Il est resté confiné à l’ambassade américaine à Budapest de 1956 à 1971, et n’a donc pas pu participer au Concile Vatican II. Sait-on quel regard portait-il sur cet évènement?
Il n’a en effet pas pu participer à ces débats, mais on sait qu’il a accueilli avec enthousiasme la réforme liturgique et la possibilité de célébrer la messe dans sa propre langue hongroise. Des photos montrent que même à l’intérieur de l’ambassade américaine, il a célébré l’eucharistie selon le Missel de Paul VI.
Après son exfiltration en 1971 et son passage par Rome, il a souffert de la position du Saint-Siège vis-à-vis du régime. Quelles ont été ses relations avec Paul VI dans cette période?
Le cardinal Mindszenty, dans son exil, est en effet devenu un problème pour le Saint-Siège, qui voulait nommer un nouveau primat pour assurer la continuité de la pastorale locale. Comme il était canoniste, il ne voulait pas renoncer à son titre, non pas par attachement personnel, mais parce qu’il considérait qu’il était le dernier élément de légalité de la Hongrie d’avant le communisme. Il y a donc eu de nombreuses négociations entre Paul VI, Mgr Casaroli et le cardinal Mindszenty, qui était alors en exil à Vienne.
«Le cardinal Mindszenty était à la fois perçu comme un héros et comme un caractère difficile»

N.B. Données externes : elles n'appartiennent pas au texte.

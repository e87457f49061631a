//! Semantic type references.
//!
//! Every expression node carries exactly one [`Ty`], computed at construction
//! time. Structural types (nullable wrappers, arrays, delegates) are expressed
//! inline so they can be derived without touching the registry; nominal types
//! (user-registered structs and classes) are identified by [`TypeHash`] and
//! described by the [`Catalog`](crate::Catalog).

use std::fmt;

use crate::TypeHash;

/// Built-in primitive numeric kinds.
///
/// `Decimal` is deliberately kept outside the float family: the promotion
/// rules never mix it with `F32`/`F64`.
#[derive(Debug, Clone, Copy, PartialEq, Eq, Hash)]
pub enum PrimitiveKind {
    I8,
    I16,
    I32,
    I64,
    U8,
    U16,
    U32,
    U64,
    F32,
    F64,
    Decimal,
}

impl PrimitiveKind {
    pub fn is_integer(self) -> bool {
        !matches!(self, PrimitiveKind::F32 | PrimitiveKind::F64 | PrimitiveKind::Decimal)
    }

    pub fn is_float(self) -> bool {
        matches!(self, PrimitiveKind::F32 | PrimitiveKind::F64)
    }

    pub fn is_signed(self) -> bool {
        matches!(
            self,
            PrimitiveKind::I8
                | PrimitiveKind::I16
                | PrimitiveKind::I32
                | PrimitiveKind::I64
                | PrimitiveKind::F32
                | PrimitiveKind::F64
                | PrimitiveKind::Decimal
        )
    }

    /// Width in bits for the integer kinds.
    pub fn bits(self) -> u32 {
        match self {
            PrimitiveKind::I8 | PrimitiveKind::U8 => 8,
            PrimitiveKind::I16 | PrimitiveKind::U16 => 16,
            PrimitiveKind::I32 | PrimitiveKind::U32 | PrimitiveKind::F32 => 32,
            PrimitiveKind::I64 | PrimitiveKind::U64 | PrimitiveKind::F64 => 64,
            PrimitiveKind::Decimal => 128,
        }
    }

    pub fn name(self) -> &'static str {
        match self {
            PrimitiveKind::I8 => "i8",
            PrimitiveKind::I16 => "i16",
            PrimitiveKind::I32 => "i32",
            PrimitiveKind::I64 => "i64",
            PrimitiveKind::U8 => "u8",
            PrimitiveKind::U16 => "u16",
            PrimitiveKind::U32 => "u32",
            PrimitiveKind::U64 => "u64",
            PrimitiveKind::F32 => "f32",
            PrimitiveKind::F64 => "f64",
            PrimitiveKind::Decimal => "decimal",
        }
    }

    /// Widen the small integer kinds to `I32` before promotion, the way the
    /// fixed-rank operand promotion table expects.
    pub fn widened(self) -> PrimitiveKind {
        match self {
            PrimitiveKind::I8 | PrimitiveKind::I16 | PrimitiveKind::U8 | PrimitiveKind::U16 => {
                PrimitiveKind::I32
            }
            other => other,
        }
    }

    /// Common operand type for a binary numeric operation, per the fixed rank
    /// ordering (int < long < float < double, decimal kept separate).
    ///
    /// Returns `None` when no promotion exists: decimal mixed with any float,
    /// or `u64` mixed with a signed kind.
    pub fn promoted(a: PrimitiveKind, b: PrimitiveKind) -> Option<PrimitiveKind> {
        use PrimitiveKind::*;

        let a = a.widened();
        let b = b.widened();
        if a == b {
            return Some(a);
        }

        // Decimal never mixes with the float family.
        if a == Decimal || b == Decimal {
            return if a.is_float() || b.is_float() { None } else { Some(Decimal) };
        }

        if a == F64 || b == F64 {
            return Some(F64);
        }
        if a == F32 || b == F32 {
            return Some(F32);
        }

        // Pure integer mix. u64 with a signed operand has no common type.
        match (a, b) {
            (U64, other) | (other, U64) => {
                if other.is_signed() {
                    None
                } else {
                    Some(U64)
                }
            }
            (I64, _) | (_, I64) => Some(I64),
            // u32 with i32 widens to i64 so neither side loses range.
            (U32, I32) | (I32, U32) => Some(I64),
            (U32, _) | (_, U32) => Some(U32),
            _ => Some(I32),
        }
    }
}

/// A semantic type reference.
#[derive(Clone, PartialEq, Eq, Hash)]
pub enum Ty {
    Void,
    Bool,
    Str,
    Primitive(PrimitiveKind),
    /// Nullable wrapper over a value type.
    Nullable(Box<Ty>),
    Array(Box<Ty>),
    /// Function type: argument types in order, then the return type.
    Delegate { params: Vec<Ty>, ret: Box<Ty> },
    /// User-registered struct or class, described by the catalog.
    Object(TypeHash),
}

impl Ty {
    pub fn primitive(kind: PrimitiveKind) -> Ty {
        Ty::Primitive(kind)
    }

    pub fn nullable(inner: Ty) -> Ty {
        Ty::Nullable(Box::new(inner))
    }

    pub fn array(elem: Ty) -> Ty {
        Ty::Array(Box::new(elem))
    }

    pub fn delegate(params: Vec<Ty>, ret: Ty) -> Ty {
        Ty::Delegate { params, ret: Box::new(ret) }
    }

    pub fn is_nullable(&self) -> bool {
        matches!(self, Ty::Nullable(_))
    }

    /// The wrapped type of a nullable wrapper, or `None`.
    pub fn underlying(&self) -> Option<&Ty> {
        match self {
            Ty::Nullable(inner) => Some(inner),
            _ => None,
        }
    }

    /// The type with one nullable wrapper stripped, or the type itself.
    pub fn strip_nullable(&self) -> &Ty {
        match self {
            Ty::Nullable(inner) => inner,
            other => other,
        }
    }

    pub fn as_primitive(&self) -> Option<PrimitiveKind> {
        match self {
            Ty::Primitive(kind) => Some(*kind),
            _ => None,
        }
    }

    pub fn as_object(&self) -> Option<TypeHash> {
        match self {
            Ty::Object(hash) => Some(*hash),
            _ => None,
        }
    }
}

impl fmt::Debug for Ty {
    fn fmt(&self, f: &mut fmt::Formatter<'_>) -> fmt::Result {
        match self {
            Ty::Void => write!(f, "void"),
            Ty::Bool => write!(f, "bool"),
            Ty::Str => write!(f, "str"),
            Ty::Primitive(kind) => write!(f, "{}", kind.name()),
            Ty::Nullable(inner) => write!(f, "{:?}?", inner),
            Ty::Array(elem) => write!(f, "{:?}[]", elem),
            Ty::Delegate { params, ret } => {
                write!(f, "fn(")?;
                for (i, p) in params.iter().enumerate() {
                    if i > 0 {
                        write!(f, ", ")?;
                    }
                    write!(f, "{:?}", p)?;
                }
                write!(f, ") -> {:?}", ret)
            }
            Ty::Object(hash) => write!(f, "object#{}", hash),
        }
    }
}

impl fmt::Display for Ty {
    fn fmt(&self, f: &mut fmt::Formatter<'_>) -> fmt::Result {
        fmt::Debug::fmt(self, f)
    }
}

Le cardinal a écrit des lettres pour expliquer son refus de démissionner, malgré les demandes de Paul VI en ce sens. Mgr Casaroli a fini par annoncer lui-même la démission du cardinal Mindszenty en s’exprimant dans les médias officiels du Vatican, alors que Paul VI avait laissé une note manuscrite, en marge d’une lettre du primat, reconnaissant que ses arguments avaient du poids et suggérant de laisser encore un espace pour la négociation… Je pense donc que des tensions opposaient le cardinal Mindszenty à Mgr Casaroli plutôt qu’à Paul VI, qui lui avait promis qu’il ne perdrait pas son titre. Le contexte était très compliqué. Mais le cardinal Mindszenty était un fils obéissant de l’Église et n’a plus utilisé ce titre par la suite.
Avait-il profité de sa liberté retrouvée, après plus de 20 ans d’empêchement, pour plaider en faveur de la liberté religieuse et dénoncer les persécutions dans son pays?

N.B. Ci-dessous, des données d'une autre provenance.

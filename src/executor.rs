//! The execution surface: prepare a lambda once, invoke it many times.
//!
//! Both modes produce a [`CompiledLambda`]; the mode only decides whether
//! invocation walks the tree or runs precompiled closures. A prepared
//! lambda with the same tree and arguments yields the same value or the
//! same failure in either mode.

use std::rc::Rc;

use exprtree_core::{BuildError, Catalog, EvalError, Ty, Value};
use tracing::{debug, trace};

use crate::compile::{Compiler, Thunk};
use crate::interpret::Interpreter;
use crate::node::{LambdaNode, NodeKind, NodeRef, ParamId};
use crate::runtime::scope::Scope;

/// How a prepared lambda executes.
#[derive(Debug, Clone, Copy, PartialEq, Eq, Default)]
pub enum ExecMode {
    /// Precompile the tree into closures.
    #[default]
    Compile,
    /// Walk the tree on every invocation.
    Interpret,
}

enum Body {
    Interpret { interp: Interpreter, lambda: Rc<LambdaNode> },
    Compiled(Thunk),
}

/// An executable lambda, bound to a catalog and an execution mode.
pub struct CompiledLambda {
    ty: Ty,
    params: Vec<(ParamId, Ty)>,
    body: Body,
}

/// Prepare a lambda node for execution. Only lambda nodes are executable;
/// wrap a bare expression in a parameterless lambda first.
pub fn prepare(
    catalog: Rc<Catalog>,
    node: &NodeRef,
    mode: ExecMode,
) -> Result<CompiledLambda, BuildError> {
    let NodeKind::Lambda(lambda) = &node.kind else {
        return Err(BuildError::InvalidArgument {
            message: "only lambda nodes are executable".into(),
        });
    };
    let params: Vec<(ParamId, Ty)> = lambda
        .params
        .iter()
        .filter_map(|p| match &p.kind {
            NodeKind::Parameter { id, .. } => Some((*id, p.ty.clone())),
            _ => None,
        })
        .collect();
    debug!(?mode, params = params.len(), "preparing lambda");
    let body = match mode {
        ExecMode::Interpret => Body::Interpret {
            interp: Interpreter::new(catalog),
            lambda: lambda.clone(),
        },
        ExecMode::Compile => {
            let compiler = Compiler::new(catalog);
            Body::Compiled(compiler.compile(&lambda.body))
        }
    };
    Ok(CompiledLambda { ty: lambda.ty.clone(), params, body })
}

impl CompiledLambda {
    /// The delegate type of the underlying lambda.
    pub fn ty(&self) -> &Ty {
        &self.ty
    }

    pub fn invoke(&self, args: &[Value]) -> Result<Value, EvalError> {
        if args.len() != self.params.len() {
            return Err(EvalError::ArityMismatch {
                expected: self.params.len(),
                actual: args.len(),
            });
        }
        trace!(args = args.len(), "invoking lambda");
        let scope = Scope::root();
        for ((id, _), arg) in self.params.iter().zip(args) {
            scope.declare(*id, arg.clone());
        }
        match &self.body {
            Body::Interpret { interp, lambda } => interp.eval(&lambda.body, &scope),
            Body::Compiled(thunk) => thunk(&scope),
        }
    }
}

Durant cette période difficile du début des années 1970, il a beaucoup voyagé à travers le monde, à la rencontre des communautés hongroises, célébrant de nombreuses confirmations. C’était un vrai pasteur. J’ai rencontré beaucoup de gens qui sont restés marqués par leur rencontre avec le cardinal Mindszenty lors de ces célébrations. Le Saint-Siège, les évêques de Hongrie et bien sûr le gouvernement hongrois étaient inquiets de ses tournées à l’étranger, mais il ne parlait que de la foi, avec beaucoup de prudence, pour ne pas créer de problèmes. Il s’est comporté avec dignité, de façon très impressionnante.
Il s’est éteint en 1975 à Vienne, d’une attaque cardiaque survenue après une opération. Son décès a été très peu médiatisé, naturellement, dans la Hongrie communiste. Mais les circonstances de son décès pourraient entrer en ligne de compte pour sa béatification, car un document datant de sa captivité a montré qu’il avait des problèmes cardiaques liés aux mauvais traitements reçus. Ces données peuvent donc être retenues pour un «martyre blanc», un don de sa vie jusqu’à la mort. Même s’il n’est pas mort en captivité, son cœur était usé à cause de la prison.
Comment a-t-il été perçu dans les années 1980 et 1990?
Le cardinal Mindszenty était présent dans les cœurs et dans la mémoire de tout le monde. Mais il était à la fois perçu comme un héros et comme un caractère difficile: même au Vatican, il était respecté, mais il était aussi considéré comme celui qui avait résisté au pape. C’est pour cela que son processus de béatification a été difficile à lancer. Aujourd’hui, il est vraiment reconnu comme un héros, et je pense que sa béatification arrivera dans un futur proche. Mais je souhaite qu’on découvre surtout l’homme saint, et pas seulement le héros.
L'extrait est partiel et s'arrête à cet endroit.